1 1 super fast (-es) compression option was used.
note: bits 1 and 2 are undefined if the compression
method is any other.
bit 3: if this bit is set, the fields crc-32, compressed size
and uncompressed size are set to zero in the local
header. the correct values are put in the data descriptor
immediately following the compressed data. (note: pkzip
version 2.04g for dos only recognizes this bit for method 8
compression, newer versions of pkzip recognize this bit
for any compression method.)
the upper three bits are reserved and used internally
by the software when processing the zipfile. the
remaining bits are unused.
compression method: (2 bytes)
(see accompanying documentation for algorithm
descriptions)
0 - the file is stored (no compression)
1 - the file is shrunk
2 - the file is reduced with compression factor 1
3 - the file is reduced with compression factor 2
4 - the file is reduced with compression factor 3
5 - the file is reduced with compression factor 4
6 - the file is imploded
7 - reserved for tokenizing compression algorithm
8 - the file is deflated
9 - reserved for enhanced deflating
10 - pkware date compression library imploding
date and time fields: (2 bytes each)
the date and time are encoded in standard ms-dos format.

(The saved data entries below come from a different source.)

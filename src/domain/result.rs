//! The serialisable output of a simulation run.

use chrono::NaiveDate;
use serde::{Deserialize, Serialize};

use super::diagnostics::Diagnostic;
use super::metrics::PerformanceMetrics;
use super::position::ClosedTrade;
use super::strategy::StrategyMode;

/// End-of-period snapshot of the portfolio.
#[derive(Debug, Clone, PartialEq, Serialize, Deserialize)]
pub struct PeriodSummary {
    pub period: usize,
    pub date: NaiveDate,
    /// `cash + positions_value`.
    pub equity: f64,
    pub cash: f64,
    pub positions_value: f64,
    /// Fractional change from the previous period's equity (from the initial
    /// capital for the first period).
    pub period_return: f64,
    /// Cumulative realized P&L at the end of the period.
    pub realized_pnl: f64,
    pub open_positions: usize,
    pub trades_opened: usize,
    pub trades_closed: usize,
}

#[derive(Debug, Clone, PartialEq, Serialize, Deserialize)]
pub struct SimulationResult {
    pub start: NaiveDate,
    pub end: NaiveDate,
    pub instruments: Vec<String>,
    pub strategy: StrategyMode,
    pub initial_capital: f64,
    pub final_equity: f64,
    pub periods: Vec<PeriodSummary>,
    pub trades: Vec<ClosedTrade>,
    pub diagnostics: Vec<Diagnostic>,
    pub metrics: PerformanceMetrics,
}

impl SimulationResult {
    pub fn to_json(&self) -> Result<String, serde_json::Error> {
        serde_json::to_string_pretty(self)
    }

    pub fn equity_curve(&self) -> impl Iterator<Item = (NaiveDate, f64)> + '_ {
        self.periods.iter().map(|p| (p.date, p.equity))
    }
}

if input came from standard input, the date and time are
those at which compression was started for this data.
crc-32: (4 bytes)
the crc-32 algorithm was generously contributed by
david schwaderer and can be found in his excellent
book "c programmers guide to netbios" published by
howard w. sams & co. inc. the 'magic number' for
the crc is 0xdebb20e3. the proper crc pre and post
conditioning is used, meaning that the crc register
is pre-conditioned with all ones (a starting value
of 0xffffffff) and the value is post-conditioned by
taking the one's complement of the crc residual.
if bit 3 of the general purpose flag is set, this
field is set to zero in the local header and the correct
value is put in the data descriptor and in the central
directory.
compressed size: (4 bytes)
uncompressed size: (4 bytes)
the size of the file compressed and uncompressed,
respectively. if bit 3 of the general purpose bit flag
is set, these fields are set to zero in the local header
and the correct values are put in the data descriptor and
in the central directory.
filename length: (2 bytes)
extra field length: (2 bytes)
file comment length: (2 bytes)
the length of the filename, extra field, and comment
fields respectively. the combined length of any
directory record and these three fields should not
generally exceed 65,535 bytes. if input came from standard
input, the filename length is set to zero.
disk number start: (2 bytes)
the number of the disk on which this file begins.
internal file attributes: (2 bytes)
the lowest bit of this field indicates, if set, that
the file is apparently an ascii or text file. if not
set, that the file apparently contains binary data.
the remaining bits are unused in version 1.0.
external file attributes: (4 bytes)
the mapping of the external attributes is
host-system dependent (see 'version made by'). for
ms-dos, the low order byte is the ms-dos directory
attribute byte. if input came from standard input, this
field is set to zero.
relative offset of local header: (4 bytes)
this is the offset from the start of the first disk on
which this file appears, to where the local header should
be found.
filename: (variable)
the name of the file, with optional relative path.
the path stored should not contain a drive or
device letter, or a leading slash. all slashes
should be forward slashes '/' as opposed to
backwards slashes '/' for compatibility with amiga
and unix file systems etc. if input came from standard
input, there is no filename field.
extra field: (variable)
this is for future expansion. if additional information
needs to be stored in the future, it should be stored
here. earlier versions of the software can then safely
skip this file, and find the next file or header. this
field will be 0 length in version 1.0.